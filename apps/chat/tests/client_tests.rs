//! Integration tests for the chat client against a live server.
//!
//! A scripted front end stands in for the terminal.

// Allow unwrap and panic in tests - these are standard for test code
#![allow(clippy::unwrap_used, clippy::panic)]

use chat::Result;
use chat::app::{App, Rx, Tx};
use chat::chat_core::{ClientCommand, Message, ServerCommand, decode_server, encode};
use chat::client::{Client, ClientConfig, ClientInput};
use chat::server::{Server, ServerConfig};
use futures::{SinkExt, StreamExt};
use std::net::{Ipv4Addr, SocketAddr};
use std::time::Duration;
use tokio::net::TcpStream;
use tokio::sync::oneshot;
use tokio::task::JoinHandle;
use tokio_util::codec::{Framed, LinesCodec};

// =============================================================================
// HELPER FUNCTIONS
// =============================================================================

const TIMEOUT: Duration = Duration::from_secs(5);

async fn start_server() -> SocketAddr {
    let server = Server::bind(ServerConfig {
        bind: Ipv4Addr::LOCALHOST.into(),
        port: 0,
        name: "Lobby".to_string(),
        ..ServerConfig::default()
    })
    .await
    .unwrap();
    let addr = server.local_addr().unwrap();
    tokio::spawn(server.run());
    addr
}

fn client_config(addr: SocketAddr, name: Option<&str>) -> ClientConfig {
    ClientConfig {
        server: addr.ip().to_string(),
        port: addr.port(),
        name: name.map(str::to_string),
        tui: false,
    }
}

/// Posts its lines once registered, waits for the last one to come back,
/// then exits and reports everything it saw.
struct ScriptedApp {
    lines: Vec<String>,
    seen: oneshot::Sender<(String, Vec<ServerCommand>)>,
}

impl App for ScriptedApp {
    fn start(
        self,
        input_tx: Tx<ClientInput>,
        mut msg_rx: Rx<ServerCommand>,
        name: &str,
    ) -> Result<JoinHandle<Result<()>>> {
        let name = name.to_string();
        Ok(tokio::spawn(async move {
            let mut seen = Vec::new();
            let last = self.lines.last().cloned();
            for line in self.lines {
                input_tx.send(ClientInput::Text(line)).unwrap();
            }
            while let Some(command) = msg_rx.recv().await {
                let done = matches!(
                    (&command, &last),
                    (ServerCommand::UserMessage(user, message), Some(last))
                        if *user == name && message.to_string() == *last
                );
                seen.push(command);
                if done || last.is_none() {
                    break;
                }
            }
            input_tx.send(ClientInput::Exit).unwrap();
            let _ = self.seen.send((name, seen));
            Ok(())
        }))
    }
}

/// Exits as soon as it starts.
struct QuitApp;

impl App for QuitApp {
    fn start(
        self,
        input_tx: Tx<ClientInput>,
        _msg_rx: Rx<ServerCommand>,
        _name: &str,
    ) -> Result<JoinHandle<Result<()>>> {
        input_tx.send(ClientInput::Exit).unwrap();
        Ok(tokio::spawn(async { Ok(()) }))
    }
}

/// A raw observer connection, named and past its greeting.
async fn observer(addr: SocketAddr, name: &str) -> Framed<TcpStream, LinesCodec> {
    let stream = TcpStream::connect(addr).await.unwrap();
    let mut transport = Framed::new(stream, LinesCodec::new());
    transport
        .send(encode(&ClientCommand::SetName(name.to_string())).unwrap())
        .await
        .unwrap();
    recv_until(&mut transport, |c| matches!(c, ServerCommand::UserList(..))).await;
    transport
}

async fn recv_until(
    transport: &mut Framed<TcpStream, LinesCodec>,
    predicate: impl Fn(&ServerCommand) -> bool,
) -> ServerCommand {
    loop {
        let line = tokio::time::timeout(TIMEOUT, transport.next())
            .await
            .expect("timed out waiting for the server")
            .expect("connection closed")
            .unwrap();
        let command = decode_server(&line).unwrap();
        if predicate(&command) {
            return command;
        }
    }
}

// =============================================================================
// CLIENT TESTS
// =============================================================================

#[tokio::test]
async fn test_client_registers_posts_and_exits() {
    let addr = start_server().await;
    let mut watcher = observer(addr, "watcher").await;

    let client = Client::connect(&client_config(addr, Some("bot")))
        .await
        .unwrap();
    assert_eq!(client.name(), "bot");

    let (seen_tx, seen_rx) = oneshot::channel();
    let app = ScriptedApp {
        lines: vec!["hello from bot".to_string()],
        seen: seen_tx,
    };
    tokio::time::timeout(TIMEOUT, client.run(app))
        .await
        .unwrap()
        .unwrap();

    let (name, seen) = seen_rx.await.unwrap();
    assert_eq!(name, "bot");
    assert_eq!(seen.first(), Some(&ServerCommand::ServerName("Lobby".to_string())));

    let relayed = recv_until(&mut watcher, |c| matches!(c, ServerCommand::UserMessage(..))).await;
    assert_eq!(
        relayed,
        ServerCommand::UserMessage("bot".to_string(), Message::text("hello from bot"))
    );
    let left = recv_until(&mut watcher, |c| matches!(c, ServerCommand::ServerMessage(..))).await;
    assert_eq!(left, ServerCommand::ServerMessage(Message::text("bot left.")));
}

#[tokio::test]
async fn test_client_without_name_gets_generated_one() {
    let addr = start_server().await;
    let mut watcher = observer(addr, "watcher").await;

    let client = Client::connect(&client_config(addr, None)).await.unwrap();
    let name = client.name().to_string();
    assert!(!name.is_empty());

    tokio::time::timeout(TIMEOUT, client.run(QuitApp))
        .await
        .unwrap()
        .unwrap();

    let welcome = recv_until(&mut watcher, |c| {
        matches!(c, ServerCommand::ServerMessage(m) if m.to_string().starts_with("Welcome"))
    })
    .await;
    assert_eq!(
        welcome,
        ServerCommand::ServerMessage(Message::Text(format!("Welcome, {}!", name)))
    );
}

#[tokio::test]
async fn test_client_stops_when_server_goes_away() {
    let listener = tokio::net::TcpListener::bind((Ipv4Addr::LOCALHOST, 0))
        .await
        .unwrap();
    let addr = listener.local_addr().unwrap();
    // Accept one connection, read the name, then hang up.
    let server = tokio::spawn(async move {
        let (stream, _) = listener.accept().await.unwrap();
        let mut transport = Framed::new(stream, LinesCodec::new());
        let _ = transport.next().await;
    });

    let client = Client::connect(&client_config(addr, Some("bot")))
        .await
        .unwrap();
    let (seen_tx, _seen_rx) = oneshot::channel();
    let app = ScriptedApp {
        lines: Vec::new(),
        seen: seen_tx,
    };

    tokio::time::timeout(TIMEOUT, client.run(app))
        .await
        .unwrap()
        .unwrap();
    server.await.unwrap();
}

#[tokio::test]
async fn test_connect_to_closed_port_fails() {
    let listener = tokio::net::TcpListener::bind((Ipv4Addr::LOCALHOST, 0))
        .await
        .unwrap();
    let addr = listener.local_addr().unwrap();
    drop(listener);

    assert!(Client::connect(&client_config(addr, Some("bot"))).await.is_err());
}
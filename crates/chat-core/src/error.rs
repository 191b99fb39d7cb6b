use std::net::SocketAddr;

use thiserror::Error;

pub type Result<T> = std::result::Result<T, Error>;

/// Errors raised by the protocol and room logic.
#[derive(Debug, Error)]
pub enum Error {
    /// A line could not be encoded or decoded as a command.
    #[error("json error: {0}")]
    Json(#[from] serde_json::Error),

    /// An operation referenced a connection that never joined.
    #[error("unknown peer: {0}")]
    UnknownPeer(SocketAddr),
}
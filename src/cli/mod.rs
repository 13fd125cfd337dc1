// otto-rs: Guided git release assistant
//
// SPDX-FileCopyrightText: 2026 Romeo Ahmed
// SPDX-License-Identifier: GPL-3.0-or-later

//! CLI module for otto-rs using clap derive.
//!
//! # Command Structure
//!
//! ```text
//! otto [global options]            interactive menu
//! otto [global options] <command>  banner, update check, one flow
//!   release [--bump L] [--build M] [--push M] [-y]
//!   build | branch | stash | undo | sync | settings
//! ```

pub mod global;
pub mod release;


use crate::cli::global::GlobalOptions;
use crate::cli::release::ReleaseArgs;
use clap::{Parser, Subcommand};

/// Otto - guided git release assistant
///
/// Walks a Node.js project through build, commit, version bump and push.
#[derive(Debug, Parser)]
#[command(
    name = "otto",
    author,
    version,
    about = "Guided git release assistant",
    long_about = "otto-rs Copyright (C) 2026 Romeo Ahmed\n\
                  This program comes with ABSOLUTELY NO WARRANTY\n\
                  This is free software, and you are welcome to redistribute it\n\
                  under certain conditions; see LICENSE for details.\n\n\
                  Run `otto` without a command for the interactive menu, or\n\
                  `otto <command>` to run a single flow and exit.",
    after_help = "SETTINGS:\n\n\
                  The OpenAI key and the Google Sheets webhook are read from\n\
                  <config dir>/otto/config.json, a .env file in the current\n\
                  directory and the OPENAI_API_KEY / GOOGLE_SHEET_WEBHOOK_URL\n\
                  environment variables, later sources winning."
)]
pub struct Cli {
    /// Global options shared by all commands
    #[command(flatten)]
    pub global: GlobalOptions,

    /// Flow to run; the interactive menu when omitted
    #[command(subcommand)]
    pub command: Option<Command>,
}

/// Available commands.
#[derive(Debug, Subcommand)]
pub enum Command {
    /// Build, commit, bump the version and push.
    Release(ReleaseArgs),

    /// Installs dependencies and runs the build script.
    Build,

    /// Switches, creates or updates branches, opens a pull request.
    Branch,

    /// Saves or pops stashed changes.
    Stash,

    /// Resets the current branch to a recent commit.
    #[command(visible_alias = "rollback")]
    Undo,

    /// Fetches and pulls the current branch from origin.
    Sync,

    /// Edits the OpenAI key and the Google Sheets webhook.
    Settings,
}

/// Parses command-line arguments.
#[must_use]
pub fn parse() -> Cli {
    Cli::parse()
}

/// Tries to parse command-line arguments, returning an error on failure.
///
/// # Errors
///
/// Returns a `clap::Error` if the arguments are invalid or if help/version information
/// was requested.
pub fn try_parse() -> Result<Cli, clap::Error> {
    Cli::try_parse()
}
--
## Your objective
Within the data above, the lines from the one with "impl App for ScriptedApp" to the one with "for line in" must be repeated exactly; no other line belongs in the answer.

## Exercise response
impl App for ScriptedApp {
    fn start(
        self,
        input_tx: Tx<ClientInput>,
        mut msg_rx: Rx<ServerCommand>,
        name: &str,
    ) -> Result<JoinHandle<Result<()>>> {
        let name = name.to_string();
        Ok(tokio::spawn(async move {
            let mut seen = Vec::new();
            let last = self.lines.last().cloned();
            for line in self.lines {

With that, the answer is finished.